# Tricycle ID... Found on the Suwannee River



## LOUIS DEBONO (Jun 12, 2018)

I found this tricycle just off the banks of the Suwannee river in some bushes and weeds. It was intact, but was missing the rear tires and axel. It is all metal in design, with a solid rubber front wheel. Original oainjob appears to be a bright green. There is an unreadable sticker above the front forks and no obvious stamped numbers or makers marks anywhere. The metal seat seems to have ribbing or raises lines along it's surface. I'm going to do my best to restore this an give it to a church or charitable organization for a child to enjoy..any info would be appreciated.


----------



## Freqman1 (Jun 13, 2018)

Looks like a late '50s-60s model which is also missing the rear step. You will need another tricycle for parts. @ridingtoy might be able to identify mfr. V/r Shawn


----------



## ridingtoy (Jun 13, 2018)

The stamped metal seat design is identical to the AMF Roadmaster tricycle we bought new for our daughter back in the late 1980s. If the frame rear is the same, there should be two bolt holes to attach the flattened frame tube around the rear axle.
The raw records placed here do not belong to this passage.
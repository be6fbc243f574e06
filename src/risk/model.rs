//! Pre-trained risk classifier
//!
//! A standardizing logistic regression over the fixed 5-feature vector.
//! Parameters were fitted elsewhere (Pima Indians diabetes dataset) and
//! load from a JSON file, with compiled-in defaults so the server runs
//! out of the box.

use std::path::Path;

use serde::{Deserialize, Serialize};
use thiserror::Error;

use crate::models::RiskFeatures;

/// Model loading errors
#[derive(Debug, Error)]
pub enum ModelError {
    #[error("failed to read model parameter file: {0}")]
    Io(#[from] std::io::Error),

    #[error("invalid model parameter file: {0}")]
    Parse(#[from] serde_json::Error),

    #[error("feature scales must be non-zero")]
    InvalidScale,
}

/// Contract of the pre-trained classifier
///
/// `predict_proba` returns `[P(no diabetes), P(diabetes)]`.
pub trait RiskModel: Send + Sync {
    fn predict_proba(&self, features: &RiskFeatures) -> [f64; 2];

    /// Held-out accuracy reported by the training run, as a percentage
    fn accuracy_pct(&self) -> Option<f64> {
        None
    }
}

/// Logistic regression with feature standardization
///
/// Feature order matches `RiskFeatures::as_array`: pregnancies, glucose,
/// insulin, BMI, age.
#[derive(Debug, Clone, Serialize, Deserialize)]
pub struct LogisticModel {
    pub feature_means: [f64; 5],
    pub feature_scales: [f64; 5],
    pub coefficients: [f64; 5],
    pub intercept: f64,
    #[serde(default)]
    pub accuracy: Option<f64>,
}

impl LogisticModel {
    /// The compiled-in parameter set
    pub fn builtin() -> Self {
        Self {
            feature_means: [3.845, 120.895, 79.799, 31.993, 33.241],
            feature_scales: [3.367, 31.953, 115.169, 7.879, 11.753],
            coefficients: [0.322, 1.126, 0.184, 0.703, 0.349],
            intercept: -0.861,
            accuracy: Some(77.3),
        }
    }

    /// Load parameters from a JSON file
    pub fn from_file<P: AsRef<Path>>(path: P) -> Result<Self, ModelError> {
        let contents = std::fs::read_to_string(path)?;
        let model: Self = serde_json::from_str(&contents)?;
        if model.feature_scales.iter().any(|s| *s == 0.0) {
            return Err(ModelError::InvalidScale);
        }
        Ok(model)
    }

    /// Linear decision value over standardized features
    fn decision(&self, features: &RiskFeatures) -> f64 {
        let x = features.as_array();
        let mut sum = self.intercept;
        for i in 0..x.len() {
            let standardized = (x[i] - self.feature_means[i]) / self.feature_scales[i];
            sum += self.coefficients[i] * standardized;
        }
        sum
    }
}

impl RiskModel for LogisticModel {
    fn predict_proba(&self, features: &RiskFeatures) -> [f64; 2] {
        let p = sigmoid(self.decision(features));
        [1.0 - p, p]
    }

    fn accuracy_pct(&self) -> Option<f64> {
        self.accuracy
    }
}

fn sigmoid(z: f64) -> f64 {
    1.0 / (1.0 + (-z).exp())
}

#[cfg(test)]
mod tests {
    use super::*;

    fn features(glucose: f64) -> RiskFeatures {
        RiskFeatures {
            pregnancies: 2.0,
            glucose,
            insulin: 80.0,
            bmi: 28.0,
            age: 40.0,
        }
    }

    #[test]
    fn test_probabilities_sum_to_one() {
        let model = LogisticModel::builtin();
        let proba = model.predict_proba(&features(120.0));
        assert!((proba[0] + proba[1] - 1.0).abs() < 1e-12);
        assert!(proba[1] > 0.0 && proba[1] < 1.0);
    }

    #[test]
    fn test_risk_increases_with_glucose() {
        let model = LogisticModel::builtin();
        let low = model.predict_proba(&features(85.0))[1];
        let high = model.predict_proba(&features(190.0))[1];
        assert!(high > low);
    }

    #[test]
    fn test_extreme_profiles_separate() {
        let model = LogisticModel::builtin();
        let healthy = RiskFeatures {
            pregnancies: 0.0,
            glucose: 80.0,
            insulin: 50.0,
            bmi: 21.0,
            age: 22.0,
        };
        let at_risk = RiskFeatures {
            pregnancies: 8.0,
            glucose: 196.0,
            insulin: 280.0,
            bmi: 41.0,
            age: 58.0,
        };
        assert!(model.predict_proba(&healthy)[1] < 0.5);
        assert!(model.predict_proba(&at_risk)[1] > 0.5);
    }

    #[test]
    fn test_from_file_rejects_zero_scale() {
        let dir = std::env::temp_dir();
        let path = dir.join("dda_test_model_zero_scale.json");
        std::fs::write(
            &path,
            r#"{
                "feature_means": [0, 0, 0, 0, 0],
                "feature_scales": [1, 0, 1, 1, 1],
                "coefficients": [0, 0, 0, 0, 0],
                "intercept": 0
            }"#,
        )
        .unwrap();
        assert!(matches!(
            LogisticModel::from_file(&path),
            Err(ModelError::InvalidScale)
        ));
        let _ = std::fs::remove_file(&path);
    }

    #[test]
    fn test_from_file_round_trip() {
        let dir = std::env::temp_dir();
        let path = dir.join("dda_test_model_round_trip.json");
        let builtin = LogisticModel::builtin();
        std::fs::write(&path, serde_json::to_string(&builtin).unwrap()).unwrap();

        let loaded = LogisticModel::from_file(&path).unwrap();
        assert_eq!(loaded.intercept, builtin.intercept);
        assert_eq!(loaded.accuracy, Some(77.3));
        let _ = std::fs::remove_file(&path);
    }
}
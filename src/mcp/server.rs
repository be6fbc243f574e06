//! DDA MCP Server Implementation
//!
//! Implements the MCP server with all DDA tools.

use std::sync::Arc;

use rmcp::handler::server::router::tool::ToolRouter;
use rmcp::handler::server::wrapper::Parameters;
use rmcp::model::{
    CallToolResult, Content, Implementation, ProtocolVersion, ServerCapabilities, ServerInfo,
};
use rmcp::{schemars, tool, tool_handler, tool_router, ErrorData as McpError, ServerHandler};
use serde::Deserialize;
use tokio::sync::Mutex;

use crate::config::Config;
use crate::food::{FoodTable, PortionEstimator};
use crate::imaging;
use crate::models::{
    FoodObservation, HealthProfile, MealPreferences, RiskFeatures, SessionState,
};
use crate::providers::{ProviderError, RecommendationProvider, VisionProvider};
use crate::risk::RiskModel;
use crate::tools::status::StatusTracker;
use crate::tools::{analysis, history, recommend, risk, ErrorResponse};

/// DDA MCP Service
#[derive(Clone)]
pub struct DdaService {
    table: Arc<FoodTable>,
    vision: Arc<dyn VisionProvider>,
    recommender: Arc<dyn RecommendationProvider>,
    estimator: Arc<dyn PortionEstimator>,
    model: Arc<dyn RiskModel>,
    risk_threshold: f64,
    /// Explicit session context: meal history plus the last analysis
    session: Arc<std::sync::Mutex<SessionState>>,
    status_tracker: Arc<Mutex<StatusTracker>>,
    tool_router: ToolRouter<DdaService>,
}

impl DdaService {
    pub fn new(
        config: Config,
        table: FoodTable,
        vision: Arc<dyn VisionProvider>,
        recommender: Arc<dyn RecommendationProvider>,
        estimator: Arc<dyn PortionEstimator>,
        model: Arc<dyn RiskModel>,
    ) -> Self {
        let gemini_configured = config.gemini_api_key.is_some();
        Self {
            table: Arc::new(table),
            vision,
            recommender,
            estimator,
            model,
            risk_threshold: config.risk_threshold,
            session: Arc::new(std::sync::Mutex::new(SessionState::new())),
            status_tracker: Arc::new(Mutex::new(StatusTracker::new(
                gemini_configured,
                config.risk_threshold,
            ))),
            tool_router: Self::tool_router(),
        }
    }
}

// ============================================================================
// Analysis Parameter Structs
// ============================================================================

#[derive(Debug, Deserialize, schemars::JsonSchema)]
pub struct AnalyzeMealPhotoParams {
    /// Path to a JPEG/PNG image file on disk (provide either image_path OR image_base64)
    pub image_path: Option<String>,
    /// Base64-encoded image bytes (provide either image_path OR image_base64)
    pub image_base64: Option<String>,
}

#[derive(Debug, Deserialize, schemars::JsonSchema)]
pub struct IdentifyFoodParams {
    /// Free-text food label, e.g. "vegetable salad"
    pub label: String,
}

#[derive(Debug, Deserialize, schemars::JsonSchema)]
pub struct GetFoodInfoParams {
    /// Canonical food name, e.g. "apple"
    pub name: String,
}

#[derive(Debug, Deserialize, schemars::JsonSchema)]
pub struct EstimateNutritionParams {
    /// Food label (matched against the nutrition table)
    pub food: String,
    /// Portion mass in grams (must be non-negative)
    pub portion_grams: f64,
}

// ============================================================================
// Risk Parameter Structs
// ============================================================================

#[derive(Debug, Deserialize, schemars::JsonSchema)]
pub struct PredictRiskParams {
    /// Number of pregnancies
    pub pregnancies: f64,
    /// Plasma glucose concentration, mg/dL
    pub glucose: f64,
    /// 2-hour serum insulin, mu U/ml
    pub insulin: f64,
    /// Body mass index, kg/m^2
    pub bmi: f64,
    /// Age in years
    pub age: f64,
}

// ============================================================================
// Recommendation Parameter Structs
// ============================================================================

#[derive(Debug, Deserialize, schemars::JsonSchema)]
pub struct GetMealRecommendationsParams {
    /// Risk label from a prior prediction, e.g. "High" or "Low"
    pub diabetes_risk: Option<String>,
    /// Blood glucose level, mg/dL
    pub glucose: Option<f64>,
    /// Body mass index
    pub bmi: Option<f64>,
    /// Age in years
    pub age: Option<f64>,
    /// Insulin level
    pub insulin: Option<f64>,
    /// e.g. "vegetarian, no nuts"
    pub dietary_restrictions: Option<String>,
    /// e.g. "Mediterranean, Japanese"
    pub cuisine_preferences: Option<String>,
    /// Foods to avoid in suggestions
    pub disliked_foods: Option<String>,
    /// e.g. "Beginner", "Intermediate", "Advanced"
    pub cooking_skill: Option<String>,
    /// e.g. "Quick", "Medium", "Elaborate"
    pub prep_time: Option<String>,
}

#[derive(Debug, Deserialize, schemars::JsonSchema)]
pub struct RefineMealParams {
    /// Name of the meal to improve
    pub meal_name: String,
    /// The user's feedback about the meal
    pub feedback: String,
}

// ============================================================================
// History Parameter Structs
// ============================================================================

#[derive(Debug, Deserialize, schemars::JsonSchema)]
pub struct SaveMealParams {
    /// Food label (defaults to the last analyzed food)
    pub food: Option<String>,
    /// Carbohydrate grams (defaults to the last analysis)
    pub carbs: Option<f64>,
    /// Calories (defaults to the last analysis)
    pub calories: Option<f64>,
}

#[derive(Debug, Deserialize, schemars::JsonSchema)]
pub struct DailyCarbSummaryParams {
    /// Restrict the summary to one date (ISO format: YYYY-MM-DD)
    pub date: Option<String>,
}
//! Diabetes risk prediction tool
//!
//! Wraps the pre-trained classifier with threshold classification and
//! display-oriented fields.

use serde::Serialize;

use crate::food::round1;
use crate::models::RiskFeatures;
use crate::risk::RiskModel;

/// Response for predict_diabetes_risk
#[derive(Debug, Serialize)]
pub struct PredictRiskResponse {
    /// P(diabetes) as a percentage, two implied decimals
    pub probability_pct: f64,
    /// "Diabetes" or "No Diabetes" under the configured threshold
    pub prediction: String,
    pub is_diabetes: bool,
    pub threshold: f64,
    /// Held-out accuracy of the underlying model, when reported
    pub model_accuracy_pct: Option<f64>,
    /// Guidance matching the classification
    pub note: String,
}

/// Run the classifier over one feature vector
pub fn predict_risk(
    model: &dyn RiskModel,
    features: &RiskFeatures,
    threshold: f64,
) -> PredictRiskResponse {
    let proba = model.predict_proba(features);
    let probability = proba[1];
    let is_diabetes = probability >= threshold;

    let note = if is_diabetes {
        "This prediction suggests a higher risk of diabetes. Please consult with a \
         healthcare professional for proper diagnosis and advice."
    } else {
        "This prediction suggests a lower risk of diabetes. However, maintaining a \
         healthy lifestyle is still important."
    };

    PredictRiskResponse {
        probability_pct: round2_pct(probability),
        prediction: if is_diabetes { "Diabetes" } else { "No Diabetes" }.to_string(),
        is_diabetes,
        threshold,
        model_accuracy_pct: model.accuracy_pct(),
        note: note.to_string(),
    }
}

/// Percentage rounded to two decimals
fn round2_pct(probability: f64) -> f64 {
    round1(probability * 1000.0) / 10.0
}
I think AMF used this design for several years, so this one could be earlier than the one we bought.

Dave


----------



## LOUIS DEBONO (Jun 13, 2018)

ridingtoy said:


> The stamped metal seat design is identical to the AMF Roadmaster tricycle we bought new for our daughter back in the late 1980s. If the frame rear is the same, there should be two bolt holes to attach the flattened frame tube around the rear axle. I think AMF used this design for several years, so this one could be earlier than the one we bought.
> 
> Dave



Right on Dave  thx for the input. I do believe you are correct about the frame rear design. I am an obsessed vintage bottle and also Native American arrowhead /artifact hunter and collector. And usually you can guesstimate the age of a bottle or period of an artifact based on other clues and evidence around your discovered item. Landmarks, other items from a certain period or time frame. But where I found this tricycle, I've found 5,000 yr old arrowheads and 50 year old bottles.. So it could be old as heck or new as new. So I'm hoping you guys can narrow it down.. Seems like yall doin a great job. thx.


----------



## LOUIS DEBONO (Jun 13, 2018)

Freqman1 said:


> Looks like a late '50s-60s model which is also missing the rear step. You will need another tricycle for parts. @ridingtoy might be able to identify mfr. V/r Shawn



Thx for the info.. I'll make sure and post the finished product pics when I finish the restore


----------